No getting around it, skullflush had thrown a major ripple into his life and career. Six keys, just waiting for . . . something.
What to do with the stuff was a question never far from mind. Annoyingly unanswerable, and that was no good at all. He was used to having control. Tony Mendoza took charge of circumstances, not the other way around.
This was the only time he had allowed a shipment to get through his front door. Except for tiny sample tastes, easily flushable, that came in handy for deals, or coaxing sweeties to bed, like candy to bribable children. Never more than a few grams before. And six keys? Unthinkable.
He was used to very short storage time. Have buyers ready to take a shipment almost as soon as it came in. Of course, he needed time to add his own cut to the mix. But in general, move-it-in-and-move-it-out, that was SOP.

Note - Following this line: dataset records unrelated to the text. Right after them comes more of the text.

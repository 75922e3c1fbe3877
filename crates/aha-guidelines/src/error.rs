#[derive(Debug, thiserror::Error)]
pub enum AppError {
    #[error("config error: {0}")]
    Config(String),
}
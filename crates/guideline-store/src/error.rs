/// Errors raised by the guideline document store.
///
/// `Load` never escapes `DocumentStore::load_or_seed`; it exists so the load
/// branch can be tested and logged on its own.
#[derive(Debug, thiserror::Error)]
pub enum StoreError {
    #[error("invalid query: query must not be empty")]
    InvalidQuery,

    #[error("validation error: {0}")]
    Validation(String),

    #[error("failed to load {path}: {message}")]
    Load { path: String, message: String },
}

He couldn’t very well keep it at any of the safe houses he used for cutting and temp storage. Not this stuff. No honor among thieves in this business, no way to trust the safe-house guys a hundred percent. They’d fudge from a bag here, a bag there, scooping out their own cut. If you couldn’t catch them red-handed, what could you do? Live with it. One more shipment of coke wouldn’t cause a second glance among them. Throw the green stuff into the equation, and it could be an engraved invitation for trouble.

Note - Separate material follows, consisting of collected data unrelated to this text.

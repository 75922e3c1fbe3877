use std::collections::HashSet;
use std::path::Path;

use chrono::{Datelike, Utc};
use tracing::{info, warn};

use crate::error::StoreError;
use crate::model::{Document, NewDocument};
use crate::scoring::{self, NormalizedQuery, ScoredDocument, ScoringWeights};
use crate::seed::seed_documents;

const GENERATED_ID_PREFIX: &str = "aha-";

/// In-memory, insertion-ordered guideline collection.
#[derive(Debug, Clone)]
pub struct DocumentStore {
    documents: Vec<Document>,
    weights: ScoringWeights,
}

impl DocumentStore {
    pub fn new(documents: Vec<Document>, weights: ScoringWeights) -> Self {
        Self { documents, weights }
    }

    pub fn seeded(weights: ScoringWeights) -> Self {
        Self::new(seed_documents(), weights)
    }

    /// Uses the persisted collection at `path` when it exists and parses,
    /// otherwise the built-in seed set. Never fails.
    pub fn load_or_seed(path: &Path, weights: ScoringWeights) -> Self {
        match try_load_persisted(path) {
            Some(documents) => {
                info!(
                    path = %path.display(),
                    documents = documents.len(),
                    "loaded guidelines from file"
                );
                Self::new(documents, weights)
            }
            None => {
                info!("using built-in sample guidelines");
                Self::seeded(weights)
            }
        }
    }

    pub fn weights(&self) -> &ScoringWeights {
        &self.weights
    }

    pub fn len(&self) -> usize {
        self.documents.len()
    }

    pub fn is_empty(&self) -> bool {
        self.documents.is_empty()
    }

    pub fn all_documents(&self) -> &[Document] {
        &self.documents
    }

    pub fn get_document_by_id(&self, id: &str) -> Option<&Document> {
        self.documents.iter().find(|d| d.id == id)
    }

    pub fn add_document(&mut self, input: NewDocument) -> Result<Document, StoreError> {
        input.validate()?;
        if let Some(id) = input.id.as_deref() {
            if self.get_document_by_id(id).is_some() {
                return Err(StoreError::Validation(format!("document id already exists: {id}")));
            }
        }

        let generated_id = self.generate_id();
        let document = input.into_document(generated_id, Utc::now().year());
        info!(id = %document.id, title = %document.title, "document added");
        self.documents.push(document.clone());
        Ok(document)
    }

    pub fn search(&self, query: &str) -> Result<Vec<&Document>, StoreError> {
        Ok(self
            .search_scored(query)?
            .into_iter()
            .map(|s| s.document)
            .collect())
    }

    pub fn search_scored(&self, query: &str) -> Result<Vec<ScoredDocument<'_>>, StoreError> {
        if query.trim().is_empty() {
            return Err(StoreError::InvalidQuery);
        }
        let normalized = NormalizedQuery::parse(query);
        Ok(scoring::rank(&self.documents, &normalized, &self.weights))
    }

    fn generate_id(&self) -> String {
        let base = format!("{GENERATED_ID_PREFIX}{}", Utc::now().timestamp_millis());
        if self.get_document_by_id(&base).is_none() {
            return base;
        }
        (2..)
            .map(|n| format!("{base}-{n}"))
            .find(|candidate| self.get_document_by_id(candidate).is_none())
            .unwrap_or(base)
    }
}

/// `None` when the file is absent or unusable; read and parse failures are
/// logged here and never reach the caller.
pub fn try_load_persisted(path: &Path) -> Option<Vec<Document>> {
    if !path.exists() {
        info!(path = %path.display(), "no persisted guideline file");
        return None;
    }
    read_persisted(path)
        .inspect_err(|e| warn!(error = %e, "falling back to sample guidelines"))
        .ok()
}

pub fn read_persisted(path: &Path) -> Result<Vec<Document>, StoreError> {
    let load_error = |message: String| StoreError::Load {
        path: path.display().to_string(),
        message,
    };
    let content = std::fs::read_to_string(path).map_err(|e| load_error(e.to_string()))?;
    let documents: Vec<Document> =
        serde_json::from_str(&content).map_err(|e| load_error(e.to_string()))?;

    let mut seen = HashSet::new();
    for doc in &documents {
        if !seen.insert(doc.id.as_str()) {
            warn!(id = %doc.id, "duplicate document id in persisted file; lookups return the first");
        }
    }
    Ok(documents)
}

#[cfg(test)]
mod tests {
    use std::io::Write;

    use super::*;
    use crate::scoring::score_document;

    fn store() -> DocumentStore {
        DocumentStore::seeded(ScoringWeights::default())
    }

    #[test]
    fn heart_failure_ranks_the_heart_failure_guideline_first() {
        let store = store();
        let results = store.search("heart failure").unwrap();
        assert_eq!(results[0].id, "aha-001");
    }

    #[test]
    fn unmatched_query_returns_nothing() {
        assert!(store().search("xyzxyz-no-match").unwrap().is_empty());
    }

    #[test]
    fn empty_or_blank_query_is_invalid() {
        let store = store();
        assert!(matches!(store.search(""), Err(StoreError::InvalidQuery)));
        assert!(matches!(store.search(" \t\n"), Err(StoreError::InvalidQuery)));
    }

    #[test]
    fn results_are_positive_scoring_members_of_the_store() {
        let store = store();
        for query in ["beta-blockers", "catheter ablation", "AV", "troponin testing", "the"] {
            let normalized = NormalizedQuery::parse(query);
            for doc in store.search(query).unwrap() {
                assert!(score_document(doc, &normalized, store.weights()) > 0);
                assert!(store.all_documents().contains(doc));
            }
        }
    }

    #[test]
    fn search_is_idempotent() {
        let store = store();
        let ids = |query: &str| -> Vec<String> {
            store.search(query).unwrap().iter().map(|d| d.id.clone()).collect()
        };
        let first = ids("ablation therapy");
        let second = ids("ablation therapy");
        assert!(!first.is_empty());
        assert_eq!(first, second);
    }

    #[test]
    fn scores_are_non_increasing() {
        let store = store();
        let scored = store.search_scored("beta-blockers heart").unwrap();
        assert!(scored.windows(2).all(|w| w[0].score >= w[1].score));
    }

    #[test]
    fn content_only_ties_keep_insertion_order() {
        let mut store = store();
        let first = store
            .add_document(NewDocument::new("Anticoagulant dosing", "Adjust warfarin by INR."))
            .unwrap();
        let second = store
            .add_document(NewDocument::new("Valve disease", "Mechanical valves need warfarin."))
            .unwrap();

        let scored = store.search_scored("warfarin monitoring").unwrap();
        assert_eq!(scored.len(), 2);
        assert_eq!(scored[0].score, 3);
        assert_eq!(scored[1].score, 3);
        assert_eq!(scored[0].document.id, first.id);
        assert_eq!(scored[1].document.id, second.id);
    }

    #[test]
    fn add_applies_defaults_and_generates_unique_ids() {
        let mut store = store();
        let a = store.add_document(NewDocument::new("T", "C")).unwrap();
        let b = store.add_document(NewDocument::new("T", "C")).unwrap();

        assert_eq!(a.category, "General");
        assert_eq!(a.source, "AHA");
        assert!(a.keywords.is_empty());
        assert_eq!(a.year, Utc::now().year());
        assert!(a.id.starts_with("aha-"));
        assert_ne!(a.id, b.id);
        assert_eq!(store.len(), 8);
        assert_eq!(store.all_documents().last(), Some(&b));
    }

    #[test]
    fn add_then_get_round_trips() {
        let mut store = store();
        let input = NewDocument {
            category: Some("Hypertension".to_string()),
            keywords: Some(vec!["blood pressure".to_string()]),
            ..NewDocument::new("2017 High Blood Pressure Guideline", "Target below 130/80.")
        };
        let added = store.add_document(input.clone()).unwrap();
        let fetched = store.get_document_by_id(&added.id).unwrap();
        assert_eq!(fetched, &input.into_document(added.id.clone(), added.year));
    }

    #[test]
    fn add_rejects_missing_fields_and_duplicate_ids() {
        let mut store = store();
        assert!(matches!(
            store.add_document(NewDocument::new("", "C")),
            Err(StoreError::Validation(_))
        ));
        let duplicate = NewDocument {
            id: Some("aha-003".to_string()),
            ..NewDocument::new("T", "C")
        };
        assert!(matches!(store.add_document(duplicate), Err(StoreError::Validation(_))));
        assert_eq!(store.len(), 6);
    }

    #[test]
    fn get_unknown_id_is_none() {
        assert!(store().get_document_by_id("aha-999").is_none());
    }

    #[test]
    fn persisted_file_replaces_seed_verbatim() {
        let mut file = tempfile::NamedTempFile::new().unwrap();
        write!(
            file,
            r#"[{{"id":"x-1","title":"Lipids","content":"Statins.","category":"Prevention","year":2019,"source":"AHA/ACC","keywords":["LDL"]}}]"#
        )
        .unwrap();

        let store = DocumentStore::load_or_seed(file.path(), ScoringWeights::default());
        assert_eq!(store.len(), 1);
        assert_eq!(store.all_documents()[0].id, "x-1");
        assert_eq!(store.search("ldl").unwrap().len(), 1);
    }

    #[test]
    fn malformed_file_falls_back_to_seed() {
        let mut file = tempfile::NamedTempFile::new().unwrap();
        write!(file, "{{not json").unwrap();

        assert!(matches!(read_persisted(file.path()), Err(StoreError::Load { .. })));
        let store = DocumentStore::load_or_seed(file.path(), ScoringWeights::default());
        assert_eq!(store.len(), 6);
        assert!(store.get_document_by_id("aha-001").is_some());
    }

    #[test]
    fn missing_file_falls_back_to_seed() {
        let dir = tempfile::tempdir().unwrap();
        let path = dir.path().join("guidelines.json");
        assert!(try_load_persisted(&path).is_none());
        assert_eq!(DocumentStore::load_or_seed(&path, ScoringWeights::default()).len(), 6);
    }
}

So he kept it hidden here at the penthouse. Maybe dangerous, and maybe not. Laws were pretty specific on what constituted an illegal drug. He was willing to bet the U.S. judicial system had never encountered anything like this before. No provisions made, no breakdown of chemical components on their books. For all he knew, skullflush might even be legal. So far.
At any rate, it was probably best to keep it under no one’s nose but his own.

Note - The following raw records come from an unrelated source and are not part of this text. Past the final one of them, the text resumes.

pub mod error;
pub mod model;
pub mod query;
pub mod scoring;
pub mod seed;
pub mod store;

pub use error::StoreError;
pub use model::{Document, NewDocument};
pub use query::{QueryMatches, QueryOutcome, QueryService};
pub use scoring::{ScoredDocument, ScoringWeights};
pub use store::DocumentStore;
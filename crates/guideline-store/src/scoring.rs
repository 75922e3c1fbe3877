use serde::{Deserialize, Serialize};
use serde_json::{Map, Value};

use crate::model::Document;

/// Query terms of this many characters or fewer are ignored.
const MIN_TERM_CHARS: usize = 2;

/// Weight table for lexical relevance scoring.
///
/// Term weights apply once per surviving query term; phrase weights apply at
/// most once per document when the whole query occurs verbatim.
///
/// Deserializes only from a JSON object with known keys; absent keys keep
/// their default.
#[derive(Debug, Clone, Copy, PartialEq, Eq, Serialize, Deserialize)]
#[serde(try_from = "Map<String, Value>")]
pub struct ScoringWeights {
    pub title_term: u32,
    pub content_term: u32,
    pub keyword_term: u32,
    pub title_phrase: u32,
    pub content_phrase: u32,
}

impl Default for ScoringWeights {
    fn default() -> Self {
        Self {
            title_term: 10,
            content_term: 3,
            keyword_term: 5,
            title_phrase: 15,
            content_phrase: 8,
        }
    }
}

#[derive(Deserialize)]
#[serde(default, deny_unknown_fields)]
struct WeightOverrides {
    title_term: u32,
    content_term: u32,
    keyword_term: u32,
    title_phrase: u32,
    content_phrase: u32,
}

impl Default for WeightOverrides {
    fn default() -> Self {
        let d = ScoringWeights::default();
        Self {
            title_term: d.title_term,
            content_term: d.content_term,
            keyword_term: d.keyword_term,
            title_phrase: d.title_phrase,
            content_phrase: d.content_phrase,
        }
    }
}

impl TryFrom<Map<String, Value>> for ScoringWeights {
    type Error = serde_json::Error;

    fn try_from(object: Map<String, Value>) -> Result<Self, Self::Error> {
        let o: WeightOverrides = serde_json::from_value(Value::Object(object))?;
        Ok(Self {
            title_term: o.title_term,
            content_term: o.content_term,
            keyword_term: o.keyword_term,
            title_phrase: o.title_phrase,
            content_phrase: o.content_phrase,
        })
    }
}

#[derive(Debug, Clone, Copy, PartialEq, Eq)]
pub struct ScoredDocument<'a> {
    pub document: &'a Document,
    pub score: u32,
}

/// Lower-cased query plus its surviving terms.
#[derive(Debug, Clone, PartialEq, Eq)]
pub struct NormalizedQuery {
    pub phrase: String,
    pub terms: Vec<String>,
}

impl NormalizedQuery {
    pub fn parse(query: &str) -> Self {
        let phrase = query.to_lowercase();
        let terms = phrase
            .split_whitespace()
            .filter(|term| term.chars().count() > MIN_TERM_CHARS)
            .map(str::to_string)
            .collect();
        Self { phrase, terms }
    }
}

pub fn score_document(document: &Document, query: &NormalizedQuery, weights: &ScoringWeights) -> u32 {
    let title = document.title.to_lowercase();
    let content = document.content.to_lowercase();
    let keywords: Vec<String> = document.keywords.iter().map(|k| k.to_lowercase()).collect();

    let mut score = 0;
    for term in &query.terms {
        if title.contains(term.as_str()) {
            score += weights.title_term;
        }
        if content.contains(term.as_str()) {
            score += weights.content_term;
        }
        if keywords.iter().any(|k| k.contains(term.as_str())) {
            score += weights.keyword_term;
        }
    }

    if title.contains(query.phrase.as_str()) {
        score += weights.title_phrase;
    }
    if content.contains(query.phrase.as_str()) {
        score += weights.content_phrase;
    }
    score
}

/// Scores every document, drops non-matches and orders by descending score.
/// `sort_by` is stable, so equal scores keep insertion order.
pub fn rank<'a>(
    documents: &'a [Document],
    query: &NormalizedQuery,
    weights: &ScoringWeights,
) -> Vec<ScoredDocument<'a>> {
    let mut scored: Vec<ScoredDocument<'a>> = documents
        .iter()
        .map(|document| ScoredDocument {
            document,
            score: score_document(document, query, weights),
        })
        .filter(|s| s.score > 0)
        .collect();
    scored.sort_by(|a, b| b.score.cmp(&a.score));
    scored
}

What to do, what to do? He’d briefly wondered about trying to move skullflush to the army. They were always in the market for a new weapons angle, something the Reds didn’t have in the works. Given the effects, the possibilities were mind-boggling. Battle scenarios. The chips are down, and the platoon whips out concentrated capsulized doses. Breaks them open and pops them under their noses. And in a matter of a minute or two, you’ve got a platoon of the scariest badass soldiers
any
army has ever sent into battle.
Interesting, and no doubt the army had loads of cash to invest in such projects. Those guys experimented with stuff that would turn the hair of the general populace snow white if it became public knowledge.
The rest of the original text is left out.